3. Choose the right modifier
In a claim form that includes certain procedure codes, it will be required to add suitable modifiers to differentiate between the codes that were charged on the date of service. In podiatry, “Q” Modifiers (Q7, Q8, and Q9) are utilized to denote Class A (Q7), Class B (Q8) and Class C (Q9) findings.
Key modifiers used in podiatry billing are –
- GX Notice of liability issued, voluntary under payer policy
- GZ Item or service expected to be denied as not reasonable and necessary
- Q7 One Class A finding
- Q8 Two Class B findings
- Q9 One class B and 2 class C findings
“Q” modifiers may be used with procedure codes 11055, 11056, 11057, 11719, 11720, 11721 or G0127. Submitting claims using Q7, Q8, or Q9 modifiers indicates the findings related to the patient’s condition.
- Class A Findings: Non-traumatic amputation of the foot or integral skeletal portion thereof.
- Class B Findings: Absent posterior tibial pulse, advanced trophic changes and absent dorsalis pedis pulse.
- Class C Findings: Claudication, temperature changes, edema, paresthesias and burning.
Usage of precise modifiers also helps to boost collections, minimize errors and avoid dwindling revenues.
4. Claims Involving Complicating Conditions
For podiatry claims involving complicated conditions, coders must
- document the name of the physician who diagnosed the condition on the first submission of the claim along with the approximate date that the beneficiary was last seen by the indicated physician (when active care is required)

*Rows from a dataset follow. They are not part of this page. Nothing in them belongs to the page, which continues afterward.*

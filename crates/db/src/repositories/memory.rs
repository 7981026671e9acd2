use std::collections::HashMap;

use tokio::sync::RwLock;

use tradebook_core::{Buyer, Expense, InventoryItem, OwnerId, RecordFilter};

use super::{BuyerRepository, ExpenseRepository, InventoryRepository, RepositoryError};

fn take_limit<T>(mut records: Vec<T>, filter: &RecordFilter) -> Vec<T> {
    records.truncate(filter.effective_limit() as usize);
    records
}

#[derive(Default)]
pub struct InMemoryInventoryRepository {
    items: RwLock<HashMap<String, InventoryItem>>,
}

#[async_trait::async_trait]
impl InventoryRepository for InMemoryInventoryRepository {
    async fn list(
        &self,
        owner_id: &OwnerId,
        filter: &RecordFilter,
    ) -> Result<Vec<InventoryItem>, RepositoryError> {
        let items = self.items.read().await;
        let mut matched: Vec<InventoryItem> = items
            .values()
            .filter(|item| &item.owner_id == owner_id)
            .filter(|item| {
                filter.matches_query([item.name.as_str(), item.sku.as_deref().unwrap_or_default()])
            })
            .filter(|item| filter.matches_category(item.category.as_deref()))
            .cloned()
            .collect();
        matched.sort_by(|a, b| a.name.cmp(&b.name));
        Ok(take_limit(matched, filter))
    }

    async fn save(&self, item: InventoryItem) -> Result<(), RepositoryError> {
        let mut items = self.items.write().await;
        items.insert(item.id.0.clone(), item);
        Ok(())
    }
}

#[derive(Default)]
pub struct InMemoryBuyerRepository {
    buyers: RwLock<HashMap<String, Buyer>>,
}

#[async_trait::async_trait]
impl BuyerRepository for InMemoryBuyerRepository {
    async fn list(
        &self,
        owner_id: &OwnerId,
        filter: &RecordFilter,
    ) -> Result<Vec<Buyer>, RepositoryError> {
        let buyers = self.buyers.read().await;
        let mut matched: Vec<Buyer> = buyers
            .values()
            .filter(|buyer| &buyer.owner_id == owner_id)
            .filter(|buyer| {
                let full_name = buyer.full_name();
                filter.matches_query([full_name.as_str(), buyer.email.as_str()])
            })
            .cloned()
            .collect();
        matched.sort_by(|a, b| {
            (a.last_name.as_str(), a.first_name.as_str())
                .cmp(&(b.last_name.as_str(), b.first_name.as_str()))
        });
        Ok(take_limit(matched, filter))
    }

    async fn save(&self, buyer: Buyer) -> Result<(), RepositoryError> {
        let mut buyers = self.buyers.write().await;
        buyers.insert(buyer.id.0.clone(), buyer);
        Ok(())
    }
}

#[derive(Default)]
pub struct InMemoryExpenseRepository {
    expenses: RwLock<HashMap<String, Expense>>,
}

#[async_trait::async_trait]
impl ExpenseRepository for InMemoryExpenseRepository {
    async fn list(
        &self,
        owner_id: &OwnerId,
        filter: &RecordFilter,
    ) -> Result<Vec<Expense>, RepositoryError> {
        let expenses = self.expenses.read().await;
        let mut matched: Vec<Expense> = expenses
            .values()
            .filter(|expense| &expense.owner_id == owner_id)
            .filter(|expense| filter.matches_query([expense.description.as_str()]))
            .filter(|expense| filter.matches_category(expense.category.as_deref()))
            .cloned()
            .collect();
        matched.sort_by(|a, b| {
            b.incurred_on.cmp(&a.incurred_on).then_with(|| b.created_at.cmp(&a.created_at))
        });
        Ok(take_limit(matched, filter))
    }

    async fn save(&self, expense: Expense) -> Result<(), RepositoryError> {
        let mut expenses = self.expenses.write().await;
        expenses.insert(expense.id.0.clone(), expense);
        Ok(())
    }
}
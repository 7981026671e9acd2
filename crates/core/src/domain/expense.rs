use chrono::{DateTime, NaiveDate, Utc};
use rust_decimal::Decimal;
use serde::{Deserialize, Serialize};
use uuid::Uuid;

use crate::domain::owner::OwnerId;

#[derive(Clone, Debug, PartialEq, Eq, Hash, Serialize, Deserialize)]
pub struct ExpenseId(pub String);

impl ExpenseId {
    pub fn generate() -> Self {
        Self(format!("EXP-{}", Uuid::new_v4().simple()))
    }
}

#[derive(Clone, Debug, PartialEq, Serialize, Deserialize)]
#[serde(rename_all = "camelCase")]
pub struct Expense {
    pub id: ExpenseId,
    pub owner_id: OwnerId,
    pub description: String,
    pub category: Option<String>,
    pub amount: Decimal,
    pub incurred_on: NaiveDate,
    pub created_at: DateTime<Utc>,
}

pub fn total_amount(expenses: &[Expense]) -> Decimal {
    expenses.iter().map(|expense| expense.amount).sum()
}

- carefully document the severity of the diagnosis, not just the diagnosis itself
5. Appeal for denials
A claim may be denied, when the insurer has decided not to cover a claim and the claim will not be paid. Before appealing the claim, check the explanation of benefits (EOB) sent by the health insurance company to know the exact reason for denial. When appealing, the reason for denial should be addressed. Certain information may be missing and arguing medical necessity would not be of any value because that is not the basis for the denial. Also, check the carrier’s written policy to know the exceptions. After submitting the appeal, the practice staff should also call and confirm that the insurance company has received the appeal, or review the submission online and then follow it up in 30 days.
Coders and billing staff should also keep pace with regulatory updates to provide accurate documentation. When choosing an outsourced podiatry billing firm for such documentation tasks, make sure they are specialized in podiatry and have a proven track record in the medical billing industry.